Interactive effect of combined exposure to glycol ethers and alcohols on toxicodynamic and toxicokinetic parameters.

Abstract

Ethylene glycol monomethyl ether (EGME) exhibits testicular toxicity and ethylene glycol monobutyl ether (EGBE) is a solvent with haemolytic effects in rats. The study of the interaction of two glycol ethers (EGME and EGBE) and three alcohols (ethanol, n-propanol and n-butanol, 10 or 30 mmol/kg), orally co-administered in male rats, was carried out from a toxicodynamic and toxicokinetic point of view. Administered alone, EGME (10 mmol/kg) caused a 30- and 5-fold increase in the urinary creatine/creatinine ratio at 24 and 48 h, respectively, and 24 h urinary excretion of methoxyacetic acid was of 0.71 +/- 0.042 mmol 24 h (mean +/- SE).
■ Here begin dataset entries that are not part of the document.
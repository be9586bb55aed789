use std::path::PathBuf;

use anyhow::{Context, Result};
use campaignforge_cli::Credentials;
use clap::Args;
use tokio::fs;

#[derive(Args, Clone, Debug, Default)]
pub struct CredentialArgs {
    /// JSON object of credential fields, e.g. {"email": "..", "password": ".."}
    #[arg(long, value_name = "FILE")]
    pub credentials: Option<PathBuf>,

    /// Single credential field; repeatable and applied over --credentials
    #[arg(long = "cred", value_name = "KEY=VALUE", value_parser = parse_pair)]
    pub pairs: Vec<(String, String)>,
}

impl CredentialArgs {
    pub async fn load(&self) -> Result<Credentials> {
        let mut credentials = match &self.credentials {
            Some(path) => {
                let raw = fs::read_to_string(path)
                    .await
                    .with_context(|| format!("Failed to read credentials file {}", path.display()))?;
                serde_json::from_str::<Credentials>(&raw)
                    .with_context(|| format!("Credentials file {} must be a JSON object of strings", path.display()))?
            }
            None => Credentials::new(),
        };
        for (key, value) in &self.pairs {
            credentials.insert(key.clone(), value.clone());
        }
        Ok(credentials)
    }
}

fn parse_pair(raw: &str) -> Result<(String, String), String> {
    match raw.split_once('=') {
        Some((key, value)) if !key.trim().is_empty() => Ok((key.trim().to_string(), value.to_string())),
        _ => Err(format!("expected KEY=VALUE, got `{raw}`")),
    }
}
The simultaneous administration of one of the three alcohols at either of the doses mentioned above did not significantly modify the urinary creatine/creatinine ration (24 and 48 h), or the 24 h urinary excretion of methoxyacetic acid. Administered alone, EGBE (5 mmol/kg) caused an average decrease of 26% in the number of circulating red blood cells and a strong (250 times) increase in the level of plasma haemoglobin 4 h after treatment. Urinary excretion of butoxyacetic acid in rats treated with EGBE (1 mmol/kg) was 0.083 +/- 0.0039 mmol/24 h (mean +/- SE). The simultaneous injection of 30 mmol/kg alcohol (ethanol, n-propanol or n-butanol) almost totally inhibits the haemolytic effect of EGBE, and decreases the urinary excretion of butoxyacetic acid by 43-31%. A strong dose of alcohol (30 mmol/kg) decreases the haemolytic effect due to EGBE, and reduces the urinary excretion of butoxyacetic acid. In contrast, the coadministration of alcohol did not modify the testicular toxicity of EGME, or the 24 h urinary excretion of methoxyacetic acid. It is possible that competitive inhibition of alcohol dehydrogenase by alcohols results in the diversion of EGBE metabolism.